Scan the entries below and return each line that contains "index".

● ● ●

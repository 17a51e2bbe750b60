use super::*;

#[test]
fn test_line_offset_table_build_single_line() {
    let table = LineOffsetTable::build("hello world");
    assert_eq!(table.line_count(), 1);
    assert_eq!(table.line_start_offset(1), Some(0));
    assert_eq!(table.line_start_offset(2), None);
}

#[test]
fn test_line_offset_table_build_multiple_lines() {
    let table = LineOffsetTable::build("line1\nline2\nline3");
    assert_eq!(table.line_count(), 3);
    assert_eq!(table.line_start_offset(2), Some(6));
    assert_eq!(table.line_start_offset(3), Some(12));
    assert_eq!(table.line_start_offset(4), None);
}

#[test]
fn test_line_from_offset() {
    let table = LineOffsetTable::build("line1\nline2\nline3");
    assert_eq!(table.line_from_offset(0), 1);
    assert_eq!(table.line_from_offset(5), 1); // '\n' after line1
    assert_eq!(table.line_from_offset(6), 2);
    assert_eq!(table.line_from_offset(12), 3);
}

#[test]
fn test_position_counts_characters() {
    let source = "αβγ\nδε";
    let table = LineOffsetTable::build(source);
    assert_eq!(table.position(source, 0), SourcePosition::new(1, 1, 0));
    assert_eq!(table.position(source, 4), SourcePosition::new(1, 3, 4));
    assert_eq!(table.position(source, 7), SourcePosition::new(2, 1, 7));
}

#[test]
fn test_position_matches_incremental_advance() {
    let source = "first line\nsecond \"é\" line\n\n\tfourth\r\nlast";
    let table = LineOffsetTable::build(source);
    let mut pos = SourcePosition::START;
    for (i, c) in source.char_indices() {
        let offset = u32::try_from(i).unwrap_or(u32::MAX);
        assert_eq!(table.position(source, offset), pos, "offset {i}");
        let mut buf = [0u8; 4];
        pos = pos.advance(c.encode_utf8(&mut buf));
    }
}

#[test]
fn test_position_empty_source() {
    let table = LineOffsetTable::build("");
    assert_eq!(table.position("", 0), SourcePosition::START);
}

#[test]
fn test_line_text_strips_terminators() {
    let source = "int a;\r\nint b;\nlast";
    let table = LineOffsetTable::build(source);
    assert_eq!(table.line_text(source, 1), Some("int a;"));
    assert_eq!(table.line_text(source, 2), Some("int b;"));
    assert_eq!(table.line_text(source, 3), Some("last"));
    assert_eq!(table.line_text(source, 4), None);
    assert_eq!(table.line_text(source, 0), None);
}

#[test]
fn test_trailing_newline_has_empty_last_line() {
    let source = "line1\nline2\n";
    let table = LineOffsetTable::build(source);
    assert_eq!(table.line_count(), 3);
    assert_eq!(table.line_from_offset(12), 3);
    assert_eq!(table.line_text(source, 3), Some(""));
}
use super::*;

#[test]
fn every_listed_keyword_is_recognized() {
    for kw in KEYWORDS {
        assert!(is_keyword(kw), "{kw} should be a keyword");
    }
}

#[test]
fn keyword_list_is_sorted_and_unique() {
    let mut sorted = KEYWORDS.to_vec();
    sorted.sort_unstable();
    sorted.dedup();
    assert_eq!(sorted, KEYWORDS.to_vec());
}

#[test]
fn identifiers_are_not_keywords() {
    for ident in ["x", "main", "Int", "INT", "whiles", "std", "cout", "_if", "nullptr", ""] {
        assert!(!is_keyword(ident), "{ident:?} should not be a keyword");
    }
}

#[test]
fn keywords_are_case_sensitive() {
    assert!(is_keyword("class"));
    assert!(!is_keyword("Class"));
}
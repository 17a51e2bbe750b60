use cscan_ir::{SourcePosition, Span};

use super::*;
use crate::ErrorKind;

const SOURCE: &str = "int main() {\n    int x = 1 @ 2;\n}\n";

fn sample_diagnostic() -> Diagnostic {
    Diagnostic::new(
        ErrorKind::InvalidCharacter,
        SourcePosition::new(2, 15, 27),
        Span::new(27, 28),
    )
    .with_message("invalid character `@`")
    .with_skipped(Span::new(27, 28))
    .with_label(SourcePosition::new(1, 12, 11), Span::new(11, 12), "inside this block")
    .with_note("`@` does not start any token")
    .with_suggestion("remove the character")
}

fn render(mode: ColorMode, with_source: bool, diags: &[Diagnostic]) -> String {
    let mut output = Vec::new();
    {
        let mut emitter = TerminalEmitter::with_color_mode(&mut output, mode, false);
        if with_source {
            emitter = emitter.with_source("main.cpp", SOURCE);
        }
        emitter.emit_all(diags);
        emitter.flush();
    }
    String::from_utf8(output).unwrap()
}

#[test]
fn test_terminal_emitter_no_color() {
    let text = render(ColorMode::Never, false, &[sample_diagnostic()]);
    assert!(text.contains("error[E0007]: invalid character `@`"));
    assert!(text.contains("  --> 2:15"));
    assert!(text.contains("  ::: 1:12: inside this block"));
    assert!(text.contains("= note: `@` does not start any token"));
    assert!(text.contains("= help: remove the character"));
    assert!(!text.contains("\x1b["));
}

#[test]
fn test_terminal_emitter_with_color() {
    let text = render(ColorMode::Always, false, &[sample_diagnostic()]);
    assert!(text.contains("\x1b["));
    assert!(text.contains("E0007"));
}

#[test]
fn snippet_points_at_span() {
    let text = render(ColorMode::Never, true, &[sample_diagnostic()]);
    assert!(text.contains("  --> main.cpp:2:15"), "{text}");
    assert!(text.contains("2 |     int x = 1 @ 2;"), "{text}");
    assert!(text.contains(&format!("\n | {}^\n", " ".repeat(14))), "{text}");
    assert!(text.contains("  ::: main.cpp:1:12"), "{text}");
}

#[test]
fn snippet_caret_covers_first_line_of_multiline_span() {
    let source = "a /* open\nmore";
    let diag = Diagnostic::new(
        ErrorKind::UnterminatedComment,
        SourcePosition::new(1, 3, 2),
        Span::new(2, 14),
    );
    let mut output = Vec::new();
    {
        let mut emitter = TerminalEmitter::with_color_mode(&mut output, ColorMode::Never, false)
            .with_source("c.cpp", source);
        emitter.emit(&diag);
    }
    let text = String::from_utf8(output).unwrap();
    assert!(text.contains("1 | a /* open\n |   ^^^^^^^\n"), "{text}");
}

#[test]
fn test_emit_all() {
    let diagnostics = vec![
        sample_diagnostic().with_message("error 1"),
        sample_diagnostic().with_message("error 2"),
    ];
    let text = render(ColorMode::Never, false, &diagnostics);
    assert!(text.contains("error 1"));
    assert!(text.contains("error 2"));
}

#[test]
fn test_emit_summary() {
    let mut output = Vec::new();
    {
        let mut emitter = TerminalEmitter::with_color_mode(&mut output, ColorMode::Never, false);
        emitter.emit_summary(0);
        emitter.emit_summary(1);
        emitter.emit_summary(3);
    }
    let text = String::from_utf8(output).unwrap();
    assert_eq!(
        text,
        "error: found 1 lexical error\nerror: found 3 lexical errors\n"
    );
}

#[test]
fn test_color_mode_resolution() {
    assert!(ColorMode::Auto.should_use_colors(true));
    assert!(!ColorMode::Auto.should_use_colors(false));
    assert!(ColorMode::Always.should_use_colors(false));
    assert!(!ColorMode::Never.should_use_colors(true));
    assert_eq!(ColorMode::default(), ColorMode::Auto);
}

#[test]
fn test_color_mode_from_str() {
    assert_eq!("always".parse(), Ok(ColorMode::Always));
    assert_eq!("never".parse(), Ok(ColorMode::Never));
    assert_eq!("auto".parse(), Ok(ColorMode::Auto));
    assert!("sometimes".parse::<ColorMode>().is_err());
}

#[test]
fn test_caret_follows_tab_indentation() {
    let source = "\tint x = @;\n";
    let diag = Diagnostic::new(
        ErrorKind::InvalidCharacter,
        SourcePosition::new(1, 10, 9),
        Span::new(9, 10),
    )
    .with_message("invalid character `@`");
    let mut output = Vec::new();
    {
        let mut emitter = TerminalEmitter::with_color_mode(&mut output, ColorMode::Never, false)
            .with_source("tabs.cpp", source);
        emitter.emit(&diag);
    }
    let text = String::from_utf8(output).unwrap();
    assert!(
        text.contains("1 | \tint x = @;\n  | \t        ^\n"),
        "{text:?}"
    );
}

#[test]
fn test_caret_indent_keeps_only_tabs() {
    assert_eq!(caret_indent("\t\tab c", 5), "\t\t  ");
    assert_eq!(caret_indent("xy", 1), "");
}
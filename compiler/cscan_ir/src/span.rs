//! Byte ranges in the scanned source.
//!
//! Offsets are `u32`: the scanner refuses sources larger than that, so
//! every span it hands out fits.

use std::fmt;

use crate::SourcePosition;

/// Half-open byte range `start..end` in the source.
///
/// Ordered by start, then end, which is source order for the
/// non-overlapping spans the scanner produces.
#[derive(Copy, Clone, Eq, PartialEq, Hash, Default, PartialOrd, Ord)]
pub struct Span {
    pub start: u32,
    /// Exclusive.
    pub end: u32,
}

impl Span {
    #[inline]
    pub const fn new(start: u32, end: u32) -> Self {
        Span { start, end }
    }

    /// The span from one position to another.
    #[inline]
    pub const fn between(start: SourcePosition, end: SourcePosition) -> Self {
        Span::new(start.offset, end.offset)
    }

    #[inline]
    pub const fn len(&self) -> u32 {
        self.end.saturating_sub(self.start)
    }

    #[inline]
    pub const fn is_empty(&self) -> bool {
        self.end <= self.start
    }

    /// Whether `other` starts exactly where this span ends.
    #[inline]
    pub const fn is_followed_by(&self, other: Span) -> bool {
        self.end == other.start
    }

    #[inline]
    pub fn to_range(&self) -> std::ops::Range<usize> {
        self.start as usize..self.end as usize
    }

    /// The text this span covers, or `None` if it does not fit `source`
    /// or splits a character.
    pub fn slice<'a>(&self, source: &'a str) -> Option<&'a str> {
        source.get(self.to_range())
    }
}

impl fmt::Debug for Span {
    fn fmt(&self, f: &mut fmt::Formatter<'_>) -> fmt::Result {
        write!(f, "{}..{}", self.start, self.end)
    }
}

impl fmt::Display for Span {
    fn fmt(&self, f: &mut fmt::Formatter<'_>) -> fmt::Result {
        fmt::Debug::fmt(self, f)
    }
}

#[cfg(target_pointer_width = "64")]
mod size_asserts {
    use super::Span;
    crate::static_assert_size!(Span, 8);
}
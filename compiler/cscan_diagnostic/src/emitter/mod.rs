//! Diagnostic Emitters
//!
//! Provides different output formats for diagnostics:
//! - Terminal: Colored, human-readable output with source snippets
//! - JSON: Machine-readable output for tooling
//!
//! Each emitter implements the `DiagnosticEmitter` trait.

mod json;
mod terminal;

pub use json::JsonEmitter;
pub use terminal::{ColorMode, TerminalEmitter};

use std::fmt::Write;

use crate::Diagnostic;

/// Returns a trailing comma for JSON list serialization.
///
/// Returns `","` when `index` is not the last element, `""` otherwise.
pub(crate) fn trailing_comma(index: usize, total: usize) -> &'static str {
    if index + 1 < total {
        ","
    } else {
        ""
    }
}

/// Trait for emitting diagnostics in various formats.
pub trait DiagnosticEmitter {
    /// Emit a single diagnostic.
    fn emit(&mut self, diagnostic: &Diagnostic);

    /// Emit multiple diagnostics.
    fn emit_all(&mut self, diagnostics: &[Diagnostic]) {
        for diag in diagnostics {
            self.emit(diag);
        }
    }

    /// Flush any buffered output.
    fn flush(&mut self);

    /// Emit a closing summary line.
    fn emit_summary(&mut self, error_count: usize);
}

/// Escape a string for JSON output.
pub(crate) fn escape_json(s: &str) -> String {
    let mut result = String::with_capacity(s.len());
    for c in s.chars() {
        match c {
            '"' => result.push_str("\\\""),
            '\\' => result.push_str("\\\\"),
            '\n' => result.push_str("\\n"),
            '\r' => result.push_str("\\r"),
            '\t' => result.push_str("\\t"),
            c if c.is_control() => {
                let _ = write!(result, "\\u{:04x}", c as u32);
            }
            c => result.push(c),
        }
    }
    result
}
use cscan_ir::{SourcePosition, Span};
use pretty_assertions::assert_eq;

use super::*;

fn diag_at(kind: ErrorKind, offset: u32) -> Diagnostic {
    Diagnostic::new(kind, SourcePosition::new(1, offset + 1, offset), Span::new(offset, offset + 1))
}

#[test]
fn empty_collector() {
    let collector = DiagnosticCollector::new();
    assert!(!collector.has_errors());
    assert!(collector.is_empty());
    assert_eq!(collector.len(), 0);
    assert!(collector.all().is_empty());
}

#[test]
fn records_in_position_order() {
    let mut collector = DiagnosticCollector::new();
    collector.record(diag_at(ErrorKind::InvalidCharacter, 10));
    collector.record(diag_at(ErrorKind::MalformedNumber, 20));
    // Reported late, but positioned first.
    collector.record(diag_at(ErrorKind::UnmatchedDelimiter, 2));

    let offsets: Vec<_> = collector.all().iter().map(|d| d.span.start).collect();
    assert_eq!(offsets, vec![2, 10, 20]);
    assert!(collector.has_errors());
}

#[test]
fn equal_positions_keep_recording_order() {
    let mut collector = DiagnosticCollector::new();
    collector.record(diag_at(ErrorKind::InvalidCharacter, 5).with_message("first"));
    collector.record(diag_at(ErrorKind::InvalidCharacter, 5).with_message("second"));
    collector.record(diag_at(ErrorKind::InvalidCharacter, 5).with_message("third"));

    let messages: Vec<_> = collector.all().iter().map(|d| d.message.as_str()).collect();
    assert_eq!(messages, vec!["first", "second", "third"]);
}

#[test]
fn no_deduplication() {
    let mut collector = DiagnosticCollector::new();
    let diag = diag_at(ErrorKind::InvalidCharacter, 0);
    collector.record(diag.clone());
    collector.record(diag);
    assert_eq!(collector.len(), 2);
}

#[test]
fn counts_by_kind() {
    let mut collector = DiagnosticCollector::new();
    collector.extend([
        diag_at(ErrorKind::InvalidCharacter, 0),
        diag_at(ErrorKind::UnmatchedDelimiter, 3),
        diag_at(ErrorKind::InvalidCharacter, 7),
    ]);
    assert_eq!(collector.error_count_by_kind(ErrorKind::InvalidCharacter), 2);
    assert_eq!(collector.error_count_by_kind(ErrorKind::UnmatchedDelimiter), 1);
    assert_eq!(collector.error_count_by_kind(ErrorKind::MalformedNumber), 0);
}

#[test]
fn into_diagnostics_preserves_order() {
    let mut collector = DiagnosticCollector::new();
    collector.record(diag_at(ErrorKind::MalformedNumber, 9));
    collector.record(diag_at(ErrorKind::InvalidCharacter, 1));
    let kinds: Vec<_> = collector.into_diagnostics().into_iter().map(|d| d.kind).collect();
    assert_eq!(kinds, vec![ErrorKind::InvalidCharacter, ErrorKind::MalformedNumber]);
}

● ● ●

• **OUTPUT BELOW**
/// Returns `","` when `index` is not the last element, `""` otherwise.
pub(crate) fn trailing_comma(index: usize, total: usize) -> &'static str {
    if index + 1 < total {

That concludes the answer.